A single number is the expected answer: the count of lines in the records below that contain "chance".

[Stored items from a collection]
'''

// schemapipe/src/main.rs

mod cli;

use clap::Parser;
use std::path::PathBuf;

use cli::Cli;

// Infrastructure (Adapters)
use schemapipe_core::infrastructure::adapters::psql::PsqlConnector;

// Domain (Rewrite rule)
use schemapipe_core::domain::rewrite::SchemaRewrite;

// Application (Use Cases)
use schemapipe_core::application::load_script;

fn main() -> anyhow::Result<()> {
    // 1. Setup Logging (Tracing)
    // RUST_LOG=debug schemapipe ... to see the details
    tracing_subscriber::fmt::init();

    let cli = Cli::parse();
    let start = std::time::Instant::now();

    // The usage check is advisory only: on a missing argument the load still
    // runs with an empty path and fails at the read step, so the error the
    // user sees is the same one the underlying tools would report.
    let sql_file = match cli.sql_file {
        Some(path) => path,
        None => {
            println!("Usage: schemapipe <path-to-sql-file>");
            PathBuf::new()
        }
    };

    let rewrite = SchemaRewrite::new(cli.from_schema, cli.to_schema);

    // The '?' propagates automatically InfrastructureError -> anyhow::Error
    let connector = PsqlConnector::new(&cli.dbname)?;

    match load_script(&connector, &rewrite, &sql_file) {
        Ok(status) if status.success() => {
            tracing::debug!(elapsed = ?start.elapsed(), "Script loaded");
            Ok(())
        }
        Ok(status) => {
            eprintln!("❌ Database client exited with {}", status);
            // Exit with the client's code for CI/CD
            std::process::exit(status.code().unwrap_or(1));
        }
        Err(e) => {
            eprintln!("💥 Load failed: {}", e);
            std::process::exit(1);
        }
    }
}
// schemapipe-core/src/infrastructure/fs.rs

use crate::infrastructure::error::InfrastructureError;
use std::fs;
use std::path::Path;

/// Read the full contents of a SQL script file.
///
/// The path is not validated before use; a missing or unreadable file is
/// surfaced as the underlying IO error.
pub fn read_script<P: AsRef<Path>>(path: P) -> Result<String, InfrastructureError> {
    let content = fs::read_to_string(path.as_ref()).map_err(InfrastructureError::Io)?;
    Ok(content)
}

#[cfg(test)]
#[allow(clippy::unwrap_used)]
mod tests {
    use super::*;
    use anyhow::Result;
    use tempfile::tempdir;

    #[test]
    fn test_read_script_returns_content() -> Result<()> {
        let dir = tempdir()?;
        let file_path = dir.path().join("load.sql");
        fs::write(&file_path, "SELECT 1;")?;

        let content = read_script(&file_path)?;

        assert_eq!(content, "SELECT 1;");
        Ok(())
    }

    #[test]
    fn test_read_script_missing_file_is_io_error() {
        let result = read_script("does/not/exist.sql");

        assert!(matches!(result, Err(InfrastructureError::Io(_))));
    }

    #[test]
    fn test_read_script_empty_path_is_io_error() {
        // Mirrors the missing-argument fallthrough: the caller hands us an
        // empty path and the read step reports the failure.
        let result = read_script("");

        assert!(matches!(result, Err(InfrastructureError::Io(_))));
    }
}
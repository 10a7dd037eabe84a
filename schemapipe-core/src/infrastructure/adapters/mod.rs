pub mod psql;
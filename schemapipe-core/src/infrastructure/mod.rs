pub mod adapters;
pub mod error;
pub mod fs;
// schemapipe-core/src/domain/error.rs

use miette::Diagnostic;
use thiserror::Error;

#[derive(Error, Debug, Diagnostic)]
pub enum DomainError {
    #[error("Source schema token is empty")]
    #[diagnostic(
        code(schemapipe::domain::rewrite),
        help("Provide a non-empty --from-schema token.")
    )]
    EmptySourceSchema,
}
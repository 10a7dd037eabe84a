// schemapipe-core/src/domain/rewrite.rs

use crate::domain::error::DomainError;

/// Substitution pair applied to raw SQL text before it reaches the client.
///
/// The historical behavior used hardcoded tokens; they are carried here as an
/// explicit configuration value instead.
#[derive(Debug, Clone)]
pub struct SchemaRewrite {
    pub from: String,
    pub to: String,
}

impl SchemaRewrite {
    pub fn new(from: impl Into<String>, to: impl Into<String>) -> Self {
        Self {
            from: from.into(),
            to: to.into(),
        }
    }

    /// Replace every literal, non-overlapping occurrence of the source token.
    /// This function is PURE : it does not depend on any database.
    ///
    /// Literal matching only: no awareness of SQL syntax, quoting or
    /// comments, so the token is also rewritten inside string literals and
    /// comments. An empty source token is rejected.
    pub fn apply(&self, sql: &str) -> Result<String, DomainError> {
        if self.from.is_empty() {
            return Err(DomainError::EmptySourceSchema);
        }

        if !sql.contains(&self.from) {
            return Ok(sql.to_string());
        }

        Ok(sql.replace(&self.from, &self.to))
    }
}

#[cfg(test)]
#[allow(clippy::unwrap_used)]
mod tests {
    use super::*;
    use anyhow::Result;

    fn default_rewrite() -> SchemaRewrite {
        SchemaRewrite::new("mimiciii", "public")
    }

    #[test]
    fn test_apply_rewrites_qualified_table() -> Result<()> {
        let sql = "SELECT * FROM mimiciii.admissions;";
        let result = default_rewrite().apply(sql)?;

        insta::assert_snapshot!(result, @"SELECT * FROM public.admissions;");
        Ok(())
    }

    #[test]
    fn test_apply_replaces_every_occurrence() -> Result<()> {
        let sql = "SELECT a.subject_id\nFROM mimiciii.admissions a\nJOIN mimiciii.patients p ON p.subject_id = a.subject_id;";
        let result = default_rewrite().apply(sql)?;

        assert!(!result.contains("mimiciii"));
        assert_eq!(result.matches("public.").count(), 2);
        Ok(())
    }

    #[test]
    fn test_apply_zero_occurrence_is_byte_identical() -> Result<()> {
        let sql = "SELECT 1;\n-- nothing to rewrite here\n";
        let result = default_rewrite().apply(sql)?;

        assert_eq!(result, sql);
        Ok(())
    }

    #[test]
    fn test_apply_rewrites_inside_literals_and_comments() -> Result<()> {
        // The transform is token-blind: quoted strings and comments are
        // rewritten too.
        let sql = "-- built from mimiciii\nSELECT 'mimiciii' AS source FROM mimiciii.d_items;";
        let result = default_rewrite().apply(sql)?;

        assert_eq!(
            result,
            "-- built from public\nSELECT 'public' AS source FROM public.d_items;"
        );
        Ok(())
    }

    #[test]
    fn test_apply_non_overlapping_matches() -> Result<()> {
        let rewrite = SchemaRewrite::new("aa", "b");
        let result = rewrite.apply("aaaa")?;

        assert_eq!(result, "bb");
        Ok(())
    }

    #[test]
    fn test_apply_idempotent_when_target_disjoint() -> Result<()> {
        let rewrite = default_rewrite();
        let once = rewrite.apply("INSERT INTO mimiciii.chartevents VALUES (1);")?;
        let twice = rewrite.apply(&once)?;

        assert_eq!(once, twice);
        Ok(())
    }

    #[test]
    fn test_apply_rejects_empty_source_token() {
        let rewrite = SchemaRewrite::new("", "public");
        let result = rewrite.apply("SELECT 1;");

        assert!(matches!(result, Err(DomainError::EmptySourceSchema)));
    }
}
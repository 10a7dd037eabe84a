// schemapipe/src/cli.rs
//
// Single source of truth for all CLI definitions (Clap structs).

use clap::Parser;
use std::path::PathBuf;

#[derive(Parser)]
#[command(name = "schemapipe")]
#[command(about = "Rewrites schema names in a SQL script and streams it to psql", long_about = None)]
#[command(version)]
pub struct Cli {
    /// Path to the SQL script to load
    pub sql_file: Option<PathBuf>,

    /// Schema token to replace in the script
    #[arg(long, default_value = "mimiciii")]
    pub from_schema: String,

    /// Replacement schema token
    #[arg(long, default_value = "public")]
    pub to_schema: String,

    /// Target database name passed to the client
    #[arg(long, default_value = "mimicpeine")]
    pub dbname: String,
}
// schemapipe-core/src/ports/sink.rs

// This file defines what the application needs, without knowing how it's done.
// The sink is anything that consumes a SQL script and reports how the
// consumer exited.

use crate::error::SchemaPipeError;
use std::process::ExitStatus;

pub trait SqlSink: Send + Sync {
    /// Feed a full SQL script to the sink and wait for it to finish.
    fn execute_script(&self, sql: &str) -> Result<ExitStatus, SchemaPipeError>;
}
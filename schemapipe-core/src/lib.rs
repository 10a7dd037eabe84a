// schemapipe-core/src/lib.rs

// 1. Mandatory documentation for production code
#![allow(missing_docs)]

// 2. Memory safety
#![deny(unsafe_code)]
// 3. Robustness
#![warn(clippy::unwrap_used)]
#![warn(clippy::expect_used)]
// 4. Performance
#![warn(clippy::perf)]

// --- HEXAGONAL MODULES ---

// 1. Ports (Interfaces / Traits)
// Defines the contract for anything that can consume a SQL script.
pub mod ports;

// 2. Domain (Business core)
// The schema rewrite rule. Depends on NOTHING else (no infra, no app).
pub mod domain;

// 3. Infrastructure (Adapters)
// Technical implementation (file reading, psql process).
// Depends on the Domain and the Ports.
pub mod infrastructure;

// 4. Application (Use Cases)
// Orchestration (load a script into the database).
// Depends on the Domain, the Infra and the Ports.
pub mod application;

// --- GLOBAL ERROR HANDLING ---
pub mod error;

// --- RE-EXPORTS (FACADE) ---
// Allows importing the main error easily: use schemapipe_core::SchemaPipeError;
pub use error::SchemaPipeError;
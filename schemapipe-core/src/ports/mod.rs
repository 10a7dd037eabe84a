pub mod sink;

pub use sink::SqlSink;
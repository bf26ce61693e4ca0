//! Configuration types for the DataGator client.
//!
//! This module defines the structures used to represent client configuration
//! as resolved from the process environment.

use std::path::PathBuf;
use std::time::Duration;

// =============================================================================
// Primitive Types
// =============================================================================

/// Version of the backend API protocol.
///
/// The protocol version decides the verb used to commit change-sets:
/// `v2` commits with PATCH, the legacy `v1` protocol with PUT.
#[derive(Debug, Clone, Copy, PartialEq, Eq)]
pub enum ApiVersion {
    /// Legacy protocol; change-sets are committed with PUT.
    V1,
    /// Current protocol; change-sets are committed with PATCH.
    V2,
}

impl ApiVersion {
    /// Path segment of this version, e.g. `"v2"`.
    pub fn as_str(&self) -> &'static str {
        match self {
            ApiVersion::V1 => "v1",
            ApiVersion::V2 => "v2",
        }
    }
}

impl std::fmt::Display for ApiVersion {
    fn fmt(&self, f: &mut std::fmt::Formatter<'_>) -> std::fmt::Result {
        f.write_str(self.as_str())
    }
}

/// A repository principal and its write secret, used for HTTP basic
/// authentication on mutating requests.
#[derive(Clone, PartialEq, Eq)]
pub struct Credentials {
    /// Repository (account) name.
    pub name: String,
    /// Write secret.
    pub secret: String,
}

impl std::fmt::Debug for Credentials {
    // The secret never appears in logs.
    fn fmt(&self, f: &mut std::fmt::Formatter<'_>) -> std::fmt::Result {
        f.debug_struct("Credentials")
            .field("name", &self.name)
            .field("secret", &"<redacted>")
            .finish()
    }
}

// =============================================================================
// ApiConfig
// =============================================================================

/// Resolved client configuration.
#[derive(Debug, Clone)]
pub struct ApiConfig {
    /// `http` or `https`.
    pub scheme: String,
    /// Domain name or IP address of the backend service portal.
    pub host: String,
    /// Backend API protocol version.
    pub version: ApiVersion,
    /// Timeout applied to every HTTP request.
    pub timeout: Duration,
    /// Whether to follow server-side redirects.
    pub follow_redirects: bool,
    /// Encodings advertised to the backend (favors gzip over identity).
    pub accept_encoding: String,
    /// Default credentials, if sourced from the environment.
    pub credentials: Option<Credentials>,
    /// Local schema document to use instead of fetching `/schema`.
    pub schema_file: Option<PathBuf>,
    /// Whether a dropped change-set writer makes one best-effort commit
    /// attempt for its unflushed entries instead of discarding them.
    pub commit_on_abandon: bool,
    /// Debugging mode; disables TLS certificate verification so the client
    /// can talk to a testbed server without a matching certificate.
    pub debug: bool,
}

impl ApiConfig {
    /// URL prefix of all RESTful API endpoints.
    pub fn api_url(&self) -> String {
        format!("{}://{}/api/{}", self.scheme, self.host, self.version)
    }

    /// `User-Agent` request header value (see RFC 2616).
    pub fn user_agent(&self) -> String {
        format!("datagator-api-client (rust/{})", env!("CARGO_PKG_VERSION"))
    }
}
//! Batched change-set writer for dataset revisions.
//!
//! A [`ChangeSetWriter`] accumulates key→value mutations for one dataset
//! into a single JSON object, held in a spooled buffer under a byte
//! ceiling. The buffer is committed as one PATCH (PUT for the legacy v1
//! protocol) which the backend acknowledges with 202 and a task `Location`.
//! At most one writer may be open per dataset at any time; a second open
//! fails immediately instead of waiting.

use std::collections::HashSet;
use std::sync::{Arc, Mutex, PoisonError};

use bytes::{BufMut, BytesMut};
use reqwest::header::{HeaderMap, LOCATION};
use reqwest::StatusCode;
use serde_json::Value;
use thiserror::Error;
use tracing::{debug, warn};

use crate::backend::{Payload, TransportError};
use crate::cache::CacheError;
use crate::config::ApiVersion;
use crate::entity::Context;
use crate::protocol::JsonError;
use crate::response::{ValidateError, ValidatedResponse};
use crate::task::Task;
use crate::util::{SpooledBuffer, DEFAULT_SPILL_THRESHOLD};

/// Default byte ceiling for one change-set payload: 16 MiB.
pub const DEFAULT_BYTE_CEILING: usize = 16 * 1024 * 1024;

// =============================================================================
// Error Types
// =============================================================================

/// Error type for change-set operations.
#[derive(Debug, Error)]
pub enum ChangeSetError {
    /// A second writer was opened while one is already accumulating for
    /// the same dataset.
    #[error("another change-set writer is already open for '{0}'")]
    ConcurrencyViolation(String),

    /// Transport failure during commit.
    #[error(transparent)]
    Transport(#[from] TransportError),

    /// The backend rejected the commit or answered unexpectedly.
    #[error(transparent)]
    Validate(#[from] ValidateError),

    /// Cache invalidation failure after a successful commit.
    #[error(transparent)]
    Cache(#[from] CacheError),

    /// A value that cannot be serialized.
    #[error("JSON error: {0}")]
    Json(#[from] JsonError),

    /// Buffer spooling failure.
    #[error("I/O error: {0}")]
    Io(#[from] std::io::Error),
}

/// Result type for change-set operations.
pub type Result<T> = std::result::Result<T, ChangeSetError>;

// =============================================================================
// WriterSlot
// =============================================================================

/// Exclusive registration of a dataset URI in the context's open-writer
/// registry; released on drop.
struct WriterSlot {
    ctx: Arc<Context>,
    uri: String,
}

impl WriterSlot {
    fn acquire(ctx: &Arc<Context>, uri: &str) -> Result<Self> {
        let mut open = lock(ctx.open_writers());
        // fail-fast: never queue behind an existing writer
        if !open.insert(uri.to_string()) {
            return Err(ChangeSetError::ConcurrencyViolation(uri.to_string()));
        }
        Ok(Self {
            ctx: ctx.clone(),
            uri: uri.to_string(),
        })
    }
}

impl Drop for WriterSlot {
    fn drop(&mut self) {
        lock(self.ctx.open_writers()).remove(&self.uri);
    }
}

fn lock(registry: &Mutex<HashSet<String>>) -> std::sync::MutexGuard<'_, HashSet<String>> {
    registry.lock().unwrap_or_else(PoisonError::into_inner)
}

// =============================================================================
// ChangeSetWriter
// =============================================================================

/// Accumulator for one dataset's pending revision.
pub struct ChangeSetWriter {
    ctx: Arc<Context>,
    uri: String,
    repo_uri: String,
    buf: SpooledBuffer,
    entries: usize,
    byte_ceiling: usize,
    spill_threshold: usize,
    commit_on_abandon: bool,
    /// Set while the last commit attempt failed; cleared on success.
    poisoned: bool,
    _slot: WriterSlot,
}

impl ChangeSetWriter {
    /// Open a writer for `repo/dataset`, registering it as the dataset's
    /// single writer.
    pub(crate) fn open(ctx: Arc<Context>, repo: &str, dataset: &str) -> Result<Self> {
        let uri = format!("{}/{}", repo, dataset);
        let slot = WriterSlot::acquire(&ctx, &uri)?;
        let commit_on_abandon = ctx.config().commit_on_abandon;
        Ok(Self {
            ctx,
            uri,
            repo_uri: repo.to_string(),
            buf: SpooledBuffer::new(DEFAULT_SPILL_THRESHOLD),
            entries: 0,
            byte_ceiling: DEFAULT_BYTE_CEILING,
            spill_threshold: DEFAULT_SPILL_THRESHOLD,
            commit_on_abandon,
            poisoned: false,
            _slot: slot,
        })
    }

    /// Adjust the byte ceiling that triggers automatic commits.
    pub fn with_byte_ceiling(mut self, bytes: usize) -> Self {
        self.byte_ceiling = bytes;
        self
    }

    /// Adjust the buffer spill threshold. Only effective while the buffer
    /// is still empty.
    pub fn with_spill_threshold(mut self, bytes: usize) -> Self {
        self.spill_threshold = bytes;
        if self.buf.is_empty() {
            self.buf = SpooledBuffer::new(bytes);
        }
        self
    }

    /// URI of the target dataset.
    pub fn uri(&self) -> &str {
        &self.uri
    }

    /// Number of entries buffered since the last commit.
    pub fn pending(&self) -> usize {
        self.entries
    }

    /// Bytes buffered since the last commit (excluding the object frame).
    pub fn buffered_bytes(&self) -> usize {
        self.buf.len()
    }

    // =========================================================================
    // Accumulation
    // =========================================================================

    /// Buffer a key→value write.
    pub async fn set(&mut self, key: &str, value: &Value) -> Result<()> {
        let serialized = serde_json::to_vec(value).map_err(JsonError::Serialize)?;
        self.append(key, &serialized).await
    }

    /// Buffer a key→value write from pre-serialized JSON, copied verbatim.
    pub async fn set_raw(&mut self, key: &str, value: &[u8]) -> Result<()> {
        self.append(key, value).await
    }

    /// Buffer a deletion of `key` in the revision being built.
    ///
    /// JSON `null` is the in-band delete sentinel.
    pub async fn remove(&mut self, key: &str) -> Result<()> {
        self.append(key, b"null").await
    }

    async fn append(&mut self, key: &str, value: &[u8]) -> Result<()> {
        let key_json = serde_json::to_vec(key).map_err(JsonError::Serialize)?;
        if self.entries > 0 {
            self.buf.write(b",")?;
        }
        self.buf.write(&key_json)?;
        self.buf.write(b":")?;
        self.buf.write(value)?;
        self.entries += 1;

        // the framed object is the buffer plus two braces
        if self.buf.len() + 2 >= self.byte_ceiling {
            debug!(uri = %self.uri, "byte ceiling reached, committing mid-scope");
            self.commit().await?;
        }
        Ok(())
    }

    // =========================================================================
    // Commit
    // =========================================================================

    /// Commit the buffered change-set.
    ///
    /// An empty buffer is a no-op: no request is issued. On success the
    /// writer rewinds to a fresh buffer (the acknowledged batch can never
    /// be committed twice) and the dataset's and owning repo's cache
    /// entries are invalidated. On failure the buffer is left intact so a
    /// retry can reuse it.
    pub async fn commit(&mut self) -> Result<Option<Task>> {
        if self.entries == 0 {
            return Ok(None);
        }
        match self.try_commit().await {
            Ok(task) => {
                self.poisoned = false;
                Ok(task)
            }
            Err(e) => {
                self.poisoned = true;
                Err(e)
            }
        }
    }

    async fn try_commit(&mut self) -> Result<Option<Task>> {
        debug!(uri = %self.uri, entries = self.entries, "committing change-set");

        let body = self.buf.to_bytes()?;
        let mut payload = BytesMut::with_capacity(body.len() + 2);
        payload.put_u8(b'{');
        payload.extend_from_slice(&body);
        payload.put_u8(b'}');
        let payload = Payload::Raw(payload.freeze());

        let response = match self.ctx.config().version {
            ApiVersion::V2 => {
                self.ctx
                    .service()
                    .patch(&self.uri, payload, HeaderMap::new())
                    .await?
            }
            // legacy protocol commits whole revisions with PUT
            ApiVersion::V1 => {
                self.ctx
                    .service()
                    .put(&self.uri, payload, HeaderMap::new())
                    .await?
            }
        };

        // the backend must accept the revision for asynchronous processing
        let validated =
            ValidatedResponse::receive(response, self.ctx.schema(), &[StatusCode::ACCEPTED])
                .await?;
        let task = validated
            .headers()
            .get(LOCATION)
            .and_then(|v| v.to_str().ok())
            .map(|location| Task::new(self.ctx.clone(), location.to_string()));

        // rewind for the next batch under the same logical session
        self.buf = SpooledBuffer::new(self.spill_threshold);
        self.entries = 0;

        // force the next read of the dataset and its repo to resynchronize
        self.ctx.store().delete(&self.uri).await?;
        self.ctx.store().delete(&self.repo_uri).await?;

        Ok(task)
    }

    /// Commit any remaining entries and release the writer.
    ///
    /// This is the normal scope exit; dropping the writer without calling
    /// it discards buffered writes.
    pub async fn finish(mut self) -> Result<Option<Task>> {
        self.commit().await
    }
}

impl Drop for ChangeSetWriter {
    fn drop(&mut self) {
        if self.entries == 0 {
            return;
        }
        // the caller should have committed explicitly
        warn!(
            uri = %self.uri,
            entries = self.entries,
            "change-set writer dropped with unflushed entries"
        );
        if !self.commit_on_abandon || self.poisoned {
            warn!(uri = %self.uri, "discarding buffered writes");
            return;
        }
        // one best-effort attempt; failures are logged, never propagated
        let handle = match tokio::runtime::Handle::try_current() {
            Ok(h) if h.runtime_flavor() == tokio::runtime::RuntimeFlavor::MultiThread => h,
            _ => {
                warn!(
                    uri = %self.uri,
                    "no multi-thread runtime for the last-chance commit, discarding"
                );
                return;
            }
        };
        let drained = tokio::task::block_in_place(|| handle.block_on(self.commit()));
        match drained {
            Ok(_) => warn!(uri = %self.uri, "drained abandoned change-set writer"),
            Err(e) => warn!(uri = %self.uri, "last-chance commit failed: {}", e),
        }
    }
}

// =============================================================================
// Tests
// =============================================================================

'''

**Output below**
2